Statement of Adjustments: A Statement prepared to include the purchase price, deposit, real estate commissions, legal fees, property purchase tax, property taxes and all adjustments that should be made between the parties. The net result of the transaction is clearly set out for the vendor or purchaser to see.

Statutory Building Scheme: A Special form of Restrictive Covenant that is filed by the developer to establish special building and design guidelines and land use controls for the subdivision which are over and above those of the municipality.

"Subject-to" Clause: A statement of a condition to be fulfilled before the contract will become firm and binding; must include a specific deadline for removal.

Surveyor's Certificate of Location: A survey to determine that the buildings or improvements located on a property are properly situated within the boundaries of the property and that the distance from the buildings to the property lines complies with local regulations. Note that a Surveyor's Certificate of Location does not establish property boundaries.

Tenancy in Common: The form of ownership in which the Registered Owners of interests in the property declare that there shall be NO automatic right of survivorship. If one dies, his or her share is distributed in accordance with their Will or the Estate Administration Act, if intestate. The property forms part of the deceased's estate and passes to the Personal Representative of the Deceased upon filing a Probate Order with the Land Title Office.

Title: Properly called A "Certificate of Indefeasible Title". This is the proof of a person's ownership of a property. The original "Certificate of Title" cannot be removed from the Land Title Office and is in fact only an electronic record. A Duplicate of the "Certificate of Indefeasible Title" may be requested if there are no financial charges registered against the property. This Duplicate Title must be returned to the Land Title Office before the Owner can deal with his property. As such, the "Title" may be hypothecated or used as security for a loan, since the lender knows that the owner cannot dispose of the property without returning the Duplicate Title to the Land Title Office.

Title Search: A detailed examination of the ownership documents to ensure there are no liens or other encumbrances on the property, and no questions regarding the seller's ownership claim.

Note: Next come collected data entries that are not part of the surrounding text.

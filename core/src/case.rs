//! Key-case normalization.
//!
//! Relational columns are snake_case while callers usually write camelCase.
//! Normalization runs once over a whole query, nested documents included, so
//! the compilers only ever see column-shaped names.

use heck::ToSnakeCase;

use crate::query::Uql;
use crate::value::{Document, Value};

/// Converts a field reference to snake_case, one dot-separated segment at a time.
///
/// Only case boundaries gain underscores. Punctuation and leading or trailing
/// underscores are kept as written.
///
/// # Examples
///
/// ```
/// use uql_core::snake_key;
///
/// assert_eq!(snake_key("lastName"), "last_name");
/// assert_eq!(snake_key("job.companyName"), "job.company_name");
/// assert_eq!(snake_key("created_at"), "created_at");
/// assert_eq!(snake_key("e-mail"), "e-mail");
/// ```
pub fn snake_key(key: &str) -> String {
    key.split('.').map(snake_segment).collect::<Vec<_>>().join(".")
}

fn snake_segment(segment: &str) -> String {
    let mut out = String::with_capacity(segment.len() + 4);
    let mut rest = segment;
    while let Some(start) = rest.find(is_word_char) {
        out.push_str(&rest[..start]);
        rest = &rest[start..];
        let end = rest.find(|c: char| !is_word_char(c)).unwrap_or(rest.len());
        out.push_str(&snake_word(&rest[..end]));
        rest = &rest[end..];
    }
    out.push_str(rest);
    out
}

fn is_word_char(c: char) -> bool {
    c.is_alphanumeric() || c == '_'
}

/// heck drops surrounding underscores; put them back.
fn snake_word(word: &str) -> String {
    let core = word.trim_matches('_');
    if core.is_empty() {
        return word.to_string();
    }
    let leading = &word[..word.len() - word.trim_start_matches('_').len()];
    let trailing = &word[word.trim_end_matches('_').len()..];
    format!("{leading}{}{trailing}", core.to_snake_case())
}

/// Returns a copy of `doc` with every key, at every depth, in snake_case.
pub fn snake_document(doc: &Document) -> Document {
    doc.iter()
        .map(|(key, value)| (snake_key(key), snake_value(value)))
        .collect()
}

fn snake_value(value: &Value) -> Value {
    match value {
        Value::Object(doc) => Value::Object(snake_document(doc)),
        Value::Array(items) => Value::Array(items.iter().map(snake_value).collect()),
        other => other.clone(),
    }
}

impl Uql {
    /// Returns a copy with every key of `where` and `order` in snake_case.
    pub fn snake_cased(&self) -> Uql {
        Uql {
            where_: self.where_.as_ref().map(snake_document),
            order: self.order.as_ref().map(|order| order.map_fields(snake_key)),
        }
    }
}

Transfer: The written instrument, signed by the "Transferor" (seller), and delivered to the "Transferee" (buyer), by which one person conveys a property to another.

Utility Taxes: Examples may include water; sewer and garbage (may include recycling levies).

Variable Rate Mortgage: A mortgage loan where the interest rate is adjusted according to movements in the Bank of Canada Discount Rate, or the Prime Rate offered by the lending institution. Most variable rate mortgages carry the option of converting to a Fixed Rate Mortgage at any time.

Vendor Take-Back Mortgage: When sellers use their equity in a property to provide some or the entire mortgage financing in order to sell the property.

Walk-through: A final inspection of the home before closing to inspect the premises for any damage that needs to be corrected by the vendor before closing.

Warranty: A promise, either written or implied that the material and workmanship of a product is defect-free or will meet a specific level of performance over a specified period of time.

Zoning: Regulations established by local governments regarding the use of land and the location, size and height of any improvements built thereon within a specific area.